## GOAL OF THE EXERCISE
Pull every line containing the word "module" out of the material below.

## LISTED ENTRIES
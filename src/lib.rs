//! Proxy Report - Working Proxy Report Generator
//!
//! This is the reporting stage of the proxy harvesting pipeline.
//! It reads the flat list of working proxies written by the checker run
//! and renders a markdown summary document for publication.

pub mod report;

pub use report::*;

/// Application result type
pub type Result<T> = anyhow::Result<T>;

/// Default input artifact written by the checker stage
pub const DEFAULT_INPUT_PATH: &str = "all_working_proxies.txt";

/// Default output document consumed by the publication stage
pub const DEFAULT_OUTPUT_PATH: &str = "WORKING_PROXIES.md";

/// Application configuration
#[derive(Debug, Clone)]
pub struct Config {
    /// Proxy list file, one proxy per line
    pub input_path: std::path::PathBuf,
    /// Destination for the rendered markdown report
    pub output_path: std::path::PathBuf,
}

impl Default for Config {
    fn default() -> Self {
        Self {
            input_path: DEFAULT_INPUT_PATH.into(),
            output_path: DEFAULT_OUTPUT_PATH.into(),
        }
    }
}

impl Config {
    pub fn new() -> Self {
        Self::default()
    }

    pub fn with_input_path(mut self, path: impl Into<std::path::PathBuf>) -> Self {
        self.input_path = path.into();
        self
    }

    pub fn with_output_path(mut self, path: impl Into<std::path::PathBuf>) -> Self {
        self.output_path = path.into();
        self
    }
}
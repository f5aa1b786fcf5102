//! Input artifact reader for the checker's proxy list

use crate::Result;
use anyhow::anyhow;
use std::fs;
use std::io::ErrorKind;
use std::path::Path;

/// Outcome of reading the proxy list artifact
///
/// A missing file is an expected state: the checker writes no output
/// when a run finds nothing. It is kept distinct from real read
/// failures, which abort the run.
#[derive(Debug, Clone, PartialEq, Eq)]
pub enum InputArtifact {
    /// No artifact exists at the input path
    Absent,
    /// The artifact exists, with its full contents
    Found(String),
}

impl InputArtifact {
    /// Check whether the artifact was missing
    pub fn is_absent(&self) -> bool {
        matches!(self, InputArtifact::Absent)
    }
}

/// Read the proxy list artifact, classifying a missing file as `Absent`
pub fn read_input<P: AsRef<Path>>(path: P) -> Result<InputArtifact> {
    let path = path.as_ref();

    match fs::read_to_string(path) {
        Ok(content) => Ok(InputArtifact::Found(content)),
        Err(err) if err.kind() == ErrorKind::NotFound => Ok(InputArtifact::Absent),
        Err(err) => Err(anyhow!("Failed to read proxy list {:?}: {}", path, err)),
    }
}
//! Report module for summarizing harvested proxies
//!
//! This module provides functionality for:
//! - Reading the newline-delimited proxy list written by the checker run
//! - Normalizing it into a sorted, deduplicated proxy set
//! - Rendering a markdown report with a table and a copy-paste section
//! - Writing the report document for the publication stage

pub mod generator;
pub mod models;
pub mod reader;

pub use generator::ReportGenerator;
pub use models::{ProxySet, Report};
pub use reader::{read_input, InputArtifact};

## EXPECTED ANSWER
//! Report module for summarizing harvested proxies
//! This module provides functionality for:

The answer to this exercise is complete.